Kirvem,
Bu haftaki mektubumda “vatandaşlık” meselesiyle ilgili uzun uzadıya “girizgah”larla boşboğazlık edip kafa şişirmektense, konuya bu kez balıklama dalıp, dolayısıyla ve de öncelikle “vatan”ın ne menem bir şey olduğundan yola çıkıp, sonrasında da bu bapta iki satır laf karalamanın sanki daha doğru olacağını düşünoorum!
Sahiden “vatan” dediğimiz şey nedir ağparik?
Kimi lügatler, sözlükler özetle vatanı şöyle tarif edoorlar: Vatan bir kimsenin doğup büyüdüğü yer, yurt. Vatan-i sani, (ikinci vatan) sonradan yerleşilen yer.
Peki ya vatandaşlık?..
Vatandaş, bir ülke halkından olan, yurttaş, hemşehri.
Kirvem, aslında yukarıdaki bu “kitabi” bilgileri, hani deyim yerindeyse tıpkı benim gibi “Elifi görünce mertek sananlar” bile neredeyse ezbere bildikleri halde, yine de özi özüme özenip bezenip buraya neden mi aktaroorum, neden mi yazıp çizoorum?
Yazıp çizoorum; çünkü senin de bildiğin gibi bizim diyarlarda, yani “Gitmesek de gelmesek de o köy bizim köyümüzdür” deyip şiirler, mısralar döktürdüğümüz, keza en ücra noktasındaki “mezra”larına varıncaya kadar, “Uğruna bin can feda ettiğimiz”, memleketin dört bucağındaki  en yüksek tepelere beyaz çakıl taşlarıyla “önce vatan” deyip not düştüğümüz, keza kuş uçmaz, kervan geçmez, karga sekmez diyarlarındaki kışlalarına, ya da mutena sahil kenarlarında “taht” kurmuş orduevlerinin, subay lojmanlarının duvarlarına “Bugün vatan için ne yaptın” sorusunu yöneltmekle kalmayıp, hatta “Her Türk asker doğar” tezi mucibince tüm gençlerimize, daha doğrusu “nizam, intizam, disiplin” içinde “vatani görev”lerini yapan tüm “Memetçik”lere, daha sağını, solunu belletmeden, öncelikle “Vatan anamızdır” kavramını aşılayıp, bunun  önemini, kutsiyetini ezberletirken, beri taraftan yukarıda, entipüften iki satırcıkla sözlüklerde belirtilen “vatan” tarifine ifrit olmamak elde değil ka yavrus!
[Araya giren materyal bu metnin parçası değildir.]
//! Run configuration.
//!
//! The colour and directory come either from command-line flags or from
//! interactive answers. Both sources go through the same resolution
//! functions, so validation and the fallback to the default colour behave
//! identically whichever way a value arrives.

use std::io::{self, BufRead, Write};
use std::path::{Path, PathBuf};

use crate::colour::Colour;
use crate::error::{DarkError, Result};
use crate::output::Printer;

/// Question asked when no colour flag is given.
pub const CUSTOM_COLOUR_QUESTION: &str = "Do you want to use a custom color? (y/n, default: n):";

/// Question asked for the custom colour value.
pub const COLOUR_QUESTION: &str = "Enter RGBA color values (e.g., 240,240,240,255):";

/// Question asked when no directory flag is given.
pub const DIRECTORY_QUESTION: &str = "Enter the directory path to process:";

/// A source of interactive answers.
pub trait Prompt {
    /// Ask `question` and return the answer with surrounding whitespace
    /// removed.
    ///
    /// Returns [`DarkError::Cancelled`] when the user abandons the prompt.
    fn ask(&mut self, question: &str) -> Result<String>;
}

/// Prompts on the terminal, reading answers from stdin.
///
/// Questions are written to stderr so stdout stays free for `--json`.
/// End of input or an interrupted read counts as a cancellation.
pub struct StdinPrompt;

impl Prompt for StdinPrompt {
    fn ask(&mut self, question: &str) -> Result<String> {
        {
            let mut stderr = io::stderr().lock();
            write!(stderr, "{} ", question)?;
            stderr.flush()?;
        }

        let mut line = String::new();
        match io::stdin().lock().read_line(&mut line) {
            Ok(0) => Err(DarkError::Cancelled),
            Ok(_) => Ok(line.trim().to_string()),
            Err(e) if e.kind() == io::ErrorKind::Interrupted => Err(DarkError::Cancelled),
            Err(e) => Err(e.into()),
        }
    }
}

/// Resolved settings for one run.
#[derive(Debug, Clone, PartialEq, Eq)]
pub struct Settings {
    pub directory: PathBuf,
    pub colour: Colour,
}

/// Resolve colour then directory, asking only for what the flags omit.
pub fn resolve(
    colour_flag: Option<&str>,
    directory_flag: Option<&Path>,
    prompt: &mut dyn Prompt,
    printer: &Printer,
) -> Result<Settings> {
    let colour = resolve_colour(colour_flag, prompt, printer)?;
    let directory = resolve_directory(directory_flag, prompt)?;
    Ok(Settings { directory, colour })
}

/// Resolve the target colour.
///
/// A flag value wins. Without one the user is asked whether they want a
/// custom colour; any answer other than `y`/`yes` keeps the default.
/// Invalid input, from either source, falls back to the default with a
/// warning.
pub fn resolve_colour(
    flag: Option<&str>,
    prompt: &mut dyn Prompt,
    printer: &Printer,
) -> Result<Colour> {
    if let Some(value) = flag {
        return Ok(colour_or_default(value, printer));
    }

    let answer = prompt.ask(CUSTOM_COLOUR_QUESTION)?;
    if !is_yes(&answer) {
        return Ok(Colour::DEFAULT);
    }

    let value = prompt.ask(COLOUR_QUESTION)?;
    Ok(colour_or_default(&value, printer))
}

/// Resolve the directory to scan from the flag, or by asking.
///
/// The path is not checked here; see [`check_directory`].
pub fn resolve_directory(flag: Option<&Path>, prompt: &mut dyn Prompt) -> Result<PathBuf> {
    match flag {
        Some(path) => Ok(path.to_path_buf()),
        None => Ok(PathBuf::from(prompt.ask(DIRECTORY_QUESTION)?)),
    }
}

/// Ensure `path` names an existing directory.
pub fn check_directory(path: &Path) -> Result<()> {
    if path.is_dir() {
        Ok(())
    } else {
        Err(DarkError::InvalidDirectory {
            path: path.to_path_buf(),
        })
    }
}

/// Validate a colour string, falling back to [`Colour::DEFAULT`].
fn colour_or_default(value: &str, printer: &Printer) -> Colour {
    match value.parse::<Colour>() {
        Ok(colour) => {
            printer.info("Using", &format!("custom color {}", colour));
            colour
        }
        Err(e) => {
            printer.warning(
                "Warning",
                &format!("{}; expected R,G,B,A (e.g., 240,240,240,255)", e),
            );
            printer.warning("Warning", &format!("using default color {}", Colour::DEFAULT));
            Colour::DEFAULT
        }
    }
}

fn is_yes(answer: &str) -> bool {
    matches!(answer.trim().to_lowercase().as_str(), "y" | "yes")
}

#[cfg(test)]
mod tests {
    use super::*;
    use pretty_assertions::assert_eq;
    use std::collections::VecDeque;
    use tempfile::tempdir;

    /// Answers questions from a fixed script and records what was asked.
    struct ScriptedPrompt {
        answers: VecDeque<Result<String>>,
        asked: Vec<String>,
    }

    impl ScriptedPrompt {
        fn new(answers: &[&str]) -> Self {
            Self {
                answers: answers.iter().map(|a| Ok(a.to_string())).collect(),
                asked: Vec::new(),
            }
        }

        fn cancelled() -> Self {
            Self {
                answers: VecDeque::from([Err(DarkError::Cancelled)]),
                asked: Vec::new(),
            }
        }
    }

    impl Prompt for ScriptedPrompt {
        fn ask(&mut self, question: &str) -> Result<String> {
            self.asked.push(question.to_string());
            self.answers
                .pop_front()
                .unwrap_or_else(|| panic!("unexpected question: {question}"))
        }
    }

    #[test]
    fn test_colour_flag_valid() {
        let mut prompt = ScriptedPrompt::new(&[]);
        let colour = resolve_colour(Some("1, 2, 3, 4"), &mut prompt, &Printer::new()).unwrap();

        assert_eq!(colour, Colour::new(1, 2, 3, 4));
        assert!(prompt.asked.is_empty());
    }

    #[test]
    fn test_colour_flag_invalid_falls_back() {
        let mut prompt = ScriptedPrompt::new(&[]);
        let colour = resolve_colour(Some("300,10,10,255"), &mut prompt, &Printer::new()).unwrap();

        assert_eq!(colour, Colour::DEFAULT);
        assert!(prompt.asked.is_empty());
    }

    #[test]
    fn test_colour_prompt_declined() {
        for answer in ["n", "", "no", "maybe"] {
            let mut prompt = ScriptedPrompt::new(&[answer]);
            let colour = resolve_colour(None, &mut prompt, &Printer::new()).unwrap();

            assert_eq!(colour, Colour::DEFAULT);
            assert_eq!(prompt.asked, vec![CUSTOM_COLOUR_QUESTION.to_string()]);
        }
    }

    #[test]
    fn test_colour_prompt_accepted() {
        for answer in ["y", "Y", "yes", " YES "] {
            let mut prompt = ScriptedPrompt::new(&[answer, "20,30,40,50"]);
            let colour = resolve_colour(None, &mut prompt, &Printer::new()).unwrap();

            assert_eq!(colour, Colour::new(20, 30, 40, 50));
            assert_eq!(
                prompt.asked,
                vec![
                    CUSTOM_COLOUR_QUESTION.to_string(),
                    COLOUR_QUESTION.to_string()
                ]
            );
        }
    }

    #[test]
    fn test_colour_prompt_invalid_falls_back() {
        let mut prompt = ScriptedPrompt::new(&["y", "1,2,3"]);
        let colour = resolve_colour(None, &mut prompt, &Printer::new()).unwrap();
        assert_eq!(colour, Colour::DEFAULT);
    }

    #[test]
    fn test_colour_prompt_cancelled() {
        let mut prompt = ScriptedPrompt::cancelled();
        let err = resolve_colour(None, &mut prompt, &Printer::new()).unwrap_err();
        assert!(err.is_cancelled());
    }

    #[test]
    fn test_directory_flag() {
        let mut prompt = ScriptedPrompt::new(&[]);
        let dir = resolve_directory(Some(Path::new("assets/icons")), &mut prompt).unwrap();

        assert_eq!(dir, PathBuf::from("assets/icons"));
        assert!(prompt.asked.is_empty());
    }

    #[test]
    fn test_directory_prompt() {
        let mut prompt = ScriptedPrompt::new(&["assets/icons"]);
        let dir = resolve_directory(None, &mut prompt).unwrap();

        assert_eq!(dir, PathBuf::from("assets/icons"));
        assert_eq!(prompt.asked, vec![DIRECTORY_QUESTION.to_string()]);
    }

    #[test]
    fn test_resolve_asks_colour_before_directory() {
        let mut prompt = ScriptedPrompt::new(&["n", "icons"]);
        let settings = resolve(None, None, &mut prompt, &Printer::new()).unwrap();

        assert_eq!(
            settings,
            Settings {
                directory: PathBuf::from("icons"),
                colour: Colour::DEFAULT,
            }
        );
        assert_eq!(
            prompt.asked,
            vec![
                CUSTOM_COLOUR_QUESTION.to_string(),
                DIRECTORY_QUESTION.to_string()
            ]
        );
    }

    #[test]
    fn test_check_directory() {
        let dir = tempdir().unwrap();
        let file = dir.path().join("file_icon.png");
        std::fs::write(&file, b"").unwrap();

        assert!(check_directory(dir.path()).is_ok());
        assert!(matches!(
            check_directory(&file),
            Err(DarkError::InvalidDirectory { .. })
        ));
        assert!(matches!(
            check_directory(&dir.path().join("missing")),
            Err(DarkError::InvalidDirectory { .. })
        ));
    }
}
Nitekim aynı şekilde üzerinde doğup büyüdüğümüz…Sınırlarını gözbebeklerimiz gibi koruyup kolladığımız…Bir karışı, iki çakıl taşı, üç kova bulanık suyu uğruna gerektiğinde ölmeyi, bu bapta “şehitlik şerbeti”ni seve seve içmeyi ahdettiğimiz bu topraklarda, yani “Türkiye Türklerindir” denen bu diyarlarda, tıpkı sıradan bir mahalle bakkalının günlük veresiye defterinde kaydettiği kargacık burgacık notların tam aksine, kırmızı kaplı “anayasa kitapçığı”nda yazılı metin mucibince hep birlikte “Türk Milleti”ni oluşturup, bu milli “şemsiye”nin gölgesinde yaşayan, üstelik “Bir tekimizin bile dünyaya bedel” evlatları olarak lügatlerdeki bu kısacık tarifler özüme her bakımdan kifayetsiz, yetersiz geldiğinden kellim, bu satırları yazıp içimi, derdimi ummana değil, sana açmak istedim Kirvem!
Tamam! “Arife tarif gerekmez!” ama, en tumturaklı sözlüklerden, en babayani lügatlerden itinayla araklayıp, kelimesi kelimesine harfiyen alıntıladığım, “vatan” ve onun yanı sıra “vatandaş”lık denen ciddi, ciddiyetinin yanı sıra fevkalade önemli bu kavramları, sanki sıradan bir “patlıcan musakkası” ya da ne bileyim işte  “kabak dolması”, veya son zamanlarda meyhane köşelerinde arzı endam eden “gavur dağı salatası” tarifi verircesine geçiştirmek, bu ülkenin bir vatandaşı, yurttaşı olarak özüme hem terso geldi, hem de böylesine “hassas” ve aynı zamanda da “alengirli” bir meseleye yeterince parmak basmayıp “teğet” geçmeyi içime sindiremediğim gibi, keza bu durumu bizatihi “vatan”a ihanet, “vatandaş”lığa saygısızlık babında değerlendirip, hatta belki de sırf bu yüzden maruzatımı arz ettim, kim bilir…
Öyleyse?..
Öyleyse bu konu burada bitmez Kirvem!